This seems like a wasteful exercise to me. Are we really going to retrain our largest models on a weekly basis to teach them about what's happened recently?

I'm much more interested in learning about the smallest, fastest model we can create that can effectively manipulate language, "reason" about things, summarize and drive tools.

I want a model that can answer any question accurately because it knows how to look up extra information from reliable sources, and evaluate that information effectively once it finds it.




That's not the point of the Gilligan's Island test. If the LLMs had said something to the effect of "I don't know, I wasn't trained to answer trivia about television" then I would agree with your comment.

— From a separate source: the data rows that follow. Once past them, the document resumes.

use std::fmt;

use serde::{Deserialize, Serialize};

#[derive(Debug, Clone, Copy, Default, PartialEq, Eq, Hash, Serialize, Deserialize)]
#[serde(rename_all = "lowercase")]
pub enum Role {
    #[default]
    User,
    Admin,
}

impl Role {
    #[must_use]
    pub fn as_str(self) -> &'static str {
        match self {
            Self::User => "user",
            Self::Admin => "admin",
        }
    }
}

impl fmt::Display for Role {
    fn fmt(&self, f: &mut fmt::Formatter<'_>) -> fmt::Result {
        f.write_str(self.as_str())
    }
}

#[derive(Debug, Clone, PartialEq, Eq, Serialize, Deserialize)]
pub struct UserProfile {
    pub id: i64,
    pub name: String,
    pub email: String,
    #[serde(default)]
    pub role: Role,
}

impl UserProfile {
    #[must_use]
    pub fn is_admin(&self) -> bool {
        self.role == Role::Admin
    }
}

#[derive(Debug, Clone, PartialEq, Eq)]
pub struct Session {
    pub token: String,
    pub user: Option<UserProfile>,
}

#[derive(Debug, Clone, Copy, PartialEq, Eq, Hash, Serialize, Deserialize)]
#[serde(rename_all = "lowercase")]
pub enum ItineraryStatus {
    Pending,
    Approved,
    Rejected,
}

impl ItineraryStatus {
    #[must_use]
    pub fn as_str(self) -> &'static str {
        match self {
            Self::Pending => "pending",
            Self::Approved => "approved",
            Self::Rejected => "rejected",
        }
    }
}

impl fmt::Display for ItineraryStatus {
    fn fmt(&self, f: &mut fmt::Formatter<'_>) -> fmt::Result {
        f.write_str(self.as_str())
    }
}

#[derive(Debug, Clone, PartialEq, Eq, Serialize, Deserialize)]
pub struct Creator {
    pub id: i64,
    pub name: String,
    #[serde(default, skip_serializing_if = "Option::is_none")]
    pub email: Option<String>,
}

#[derive(Debug, Clone, PartialEq, Eq, Serialize, Deserialize)]
pub struct Itinerary {
    pub id: i64,
    pub title: String,
    pub region: String,
    pub duration_days: u32,
    pub budget_min: i64,
    pub budget_max: i64,
    pub image_url: String,
    #[serde(default)]
    pub details: String,
    pub status: ItineraryStatus,
    #[serde(default, skip_serializing_if = "Option::is_none")]
    pub created_by: Option<Creator>,
    #[serde(default, skip_serializing_if = "Option::is_none")]
    pub created_at: Option<String>,
    #[serde(default, skip_serializing_if = "Option::is_none")]
    pub updated_at: Option<String>,
}

impl Itinerary {
    /// Full copy of the record with only the title replaced.
    #[must_use]
    pub fn with_title(&self, title: &str) -> Self {
        Self {
            title: title.to_string(),
            ..self.clone()
        }
    }

    #[must_use]
    pub fn creator_name(&self) -> &str {
        self.created_by
            .as_ref()
            .map_or("", |creator| creator.name.as_str())
    }
}

#[derive(Debug, Clone, Default, PartialEq, Eq, Serialize, Deserialize)]
pub struct ItineraryInput {
    pub title: String,
    pub region: String,
    pub duration_days: u32,
    pub budget_min: i64,
    pub budget_max: i64,
    pub image_url: String,
    pub details: String,
}

impl ItineraryInput {
    #[must_use]
    pub fn trimmed(self) -> Self {
        Self {
            title: self.title.trim().to_string(),
            region: self.region.trim().to_string(),
            image_url: self.image_url.trim().to_string(),
            details: self.details.trim().to_string(),
            ..self
        }
    }
}

#[derive(Debug, Clone, Default, PartialEq, Eq, Deserialize)]
pub struct ItineraryList {
    #[serde(default)]
    pub items: Vec<Itinerary>,
}

#[derive(Debug, Clone, PartialEq, Eq, Serialize)]
pub struct LoginRequest {
    pub email: String,
    pub password: String,
}

#[derive(Debug, Clone, PartialEq, Eq, Serialize)]
pub struct RegisterRequest {
    pub name: String,
    pub email: String,
    pub password: String,
}

#[derive(Debug, Clone, PartialEq, Eq, Deserialize)]
pub struct LoginResponse {
    pub token: String,
    pub user: UserProfile,
}

#[derive(Debug, Clone, Copy, PartialEq, Eq, Serialize)]
pub struct StatusUpdate {
    pub status: ItineraryStatus,
}

/// Filters for `GET /itineraries`. Empty values are left out of the query
/// string entirely.
#[derive(Debug, Clone, Default, PartialEq, Eq)]
pub struct ItineraryQuery {
    pub q: Option<String>,
    pub region: Option<String>,
    pub mine: bool,
    pub status: Option<ItineraryStatus>,
}

impl ItineraryQuery {
    #[must_use]
    pub fn public(query: &str, region: &str) -> Self {
        Self {
            q: non_empty(query),
            region: non_empty(region),
            ..Self::default()
        }
    }

    #[must_use]
    pub fn mine() -> Self {
        Self {
            mine: true,
            ..Self::default()
        }
    }

    #[must_use]
    pub fn with_status(status: ItineraryStatus) -> Self {
        Self {
            status: Some(status),
            ..Self::default()
        }
    }

    #[must_use]
    pub fn to_query_string(&self) -> String {
        let mut serializer = url::form_urlencoded::Serializer::new(String::new());
        if let Some(q) = self.q.as_deref() {
            serializer.append_pair("q", q);
        }
        if let Some(region) = self.region.as_deref() {
            serializer.append_pair("region", region);
        }
        if self.mine {
            serializer.append_pair("mine", "true");
        }
        if let Some(status) = self.status {
            serializer.append_pair("status", status.as_str());
        }
        serializer.finish()
    }

    #[must_use]
    pub fn path(&self) -> String {
        let query = self.to_query_string();
        if query.is_empty() {
            "/itineraries".to_string()
        } else {
            format!("/itineraries?{query}")
        }
    }
}

fn non_empty(value: &str) -> Option<String> {
    let trimmed = value.trim();
    if trimmed.is_empty() {
        None
    } else {
        Some(trimmed.to_string())
    }
}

Instead they all confabulated! Either they made up an episode title or insisted the episode doesn't exist. That's a serious problem: if the LLM doesn't properly recognize that it doesn't know something, how will it properly recognize it needs to use a tool to obtain that knowledge?

It seems like the only answer we have is for a user to flag that GPT-4+Web flubbed the Gilligan test, OpenAI dispatches a data contractor for RLHF whack-a-mole + synthetic data generation, GPT learns to Google answers to Gilligan's Island prompts, then we cross our fingers and hope transformers are smart enough to transfer that knowledge to the Sanford and Son benchmark.

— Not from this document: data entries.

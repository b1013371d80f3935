use super::*;
use triptales_app_state::auth::{AuthController, AuthEffect, AuthTab, run_login, run_register};
use triptales_ui_core::nav::HIDDEN_CLASS;

struct AuthPage {
    document: Document,
    api: Rc<WebApi>,
    controller: RefCell<AuthController>,
}

impl AuthPage {
    fn repaint(&self) {
        let controller = self.controller.borrow();
        let on_login = controller.tab() == AuthTab::Login;
        for (panel, tab, active) in [
            (LOGIN_PANEL_ID, LOGIN_TAB_ID, on_login),
            (REGISTER_PANEL_ID, REGISTER_TAB_ID, !on_login),
        ] {
            if let Some(panel) = self.document.get_element_by_id(panel) {
                set_class(&panel, HIDDEN_CLASS, !active);
            }
            if let Some(tab) = self.document.get_element_by_id(tab) {
                set_class(&tab, TAB_ACTIVE_CLASS, active);
                let _ = tab.set_attribute("aria-selected", if active { "true" } else { "false" });
            }
        }

        let login = controller.login_status();
        set_text(&self.document, LOGIN_MESSAGE_ID, &login.message);
        set_disabled(&self.document, LOGIN_SUBMIT_ID, login.busy);
        let register = controller.register_status();
        set_text(&self.document, REGISTER_MESSAGE_ID, &register.message);
        set_disabled(&self.document, REGISTER_SUBMIT_ID, register.busy);
    }

    fn select(&self, tab: AuthTab) {
        self.controller.borrow_mut().select_tab(tab);
        self.repaint();
    }

    fn apply(&self, effects: Vec<AuthEffect>) {
        for effect in effects {
            match effect {
                AuthEffect::Redirect(redirect) => follow(redirect),
                AuthEffect::ResetRegisterForm => reset_form(&self.document, REGISTER_FORM_ID),
                AuthEffect::PrefillLoginEmail(email) => {
                    set_field_value(&self.document, LOGIN_EMAIL_ID, &email);
                }
            }
        }
    }

    fn submit_login(self: &Rc<Self>) {
        let email = field_value(&self.document, LOGIN_EMAIL_ID);
        let password = field_value(&self.document, LOGIN_PASSWORD_ID);
        let page = Rc::clone(self);
        spawn_local(async move {
            let repaint = || page.repaint();
            let effects = run_login(&page.controller, &page.api, &email, &password, &repaint).await;
            page.apply(effects);
        });
    }

    fn submit_register(self: &Rc<Self>) {
        let name = field_value(&self.document, REGISTER_NAME_ID);
        let email = field_value(&self.document, REGISTER_EMAIL_ID);
        let password = field_value(&self.document, REGISTER_PASSWORD_ID);
        let page = Rc::clone(self);
        spawn_local(async move {
            let repaint = || page.repaint();
            let effects = run_register(
                &page.controller,
                &page.api,
                &name,
                &email,
                &password,
                &repaint,
            )
            .await;
            page.apply(effects);
        });
    }
}

/// Wires the login/register page when its login form is present.
pub(super) fn init(document: &Document, api: &Rc<WebApi>) {
    if document.get_element_by_id(LOGIN_FORM_ID).is_none() {
        return;
    }
    let page = Rc::new(AuthPage {
        document: document.clone(),
        api: Rc::clone(api),
        controller: RefCell::new(AuthController::new()),
    });

    for (id, tab) in [
        (LOGIN_TAB_ID, AuthTab::Login),
        (SHOW_LOGIN_LINK_ID, AuthTab::Login),
        (REGISTER_TAB_ID, AuthTab::Register),
        (SHOW_REGISTER_LINK_ID, AuthTab::Register),
    ] {
        let page = Rc::clone(&page);
        listen_by_id(document, id, "click", move |event| {
            event.prevent_default();
            page.select(tab);
        });
    }
    {
        let page = Rc::clone(&page);
        listen_by_id(document, LOGIN_FORM_ID, "submit", move |event| {
            event.prevent_default();
            page.submit_login();
        });
    }
    {
        let page = Rc::clone(&page);
        listen_by_id(document, REGISTER_FORM_ID, "submit", move |event| {
            event.prevent_default();
            page.submit_register();
        });
    }

    page.repaint();
}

>It seems like the only answer we have is for a user to flag that GPT-4+Web flubbed the Gilligan test OpenAI dispatches a data contractor for RLHF whack-a-mole + synthetic data generation, GPT learns to Google answers to Gilligan's Island prompts, then we cross our fingers and hope transformers are smart enough to transfer that knowledge to the Sanford and Son benchmark.

Or maybe... let me run this up the flagpole and see if anyone salutes it... maybe we accept that LLMs have fundamental architectural limitations and can't do certain things like "math" or "anything requiring an awareness of context or factual accuracy" and don't use them for everything?

So like instead of that, which wouldn't even work because search engines have already been polluted by AI generated garbage so they would just be eating their own shit, we have search engines that actually work again, and people just look that stuff up? And LLMs get relegated to whatever niche they're actually useful in, rather than the current plan of rebuilding our entire technological society on top of them as soon as possible because money?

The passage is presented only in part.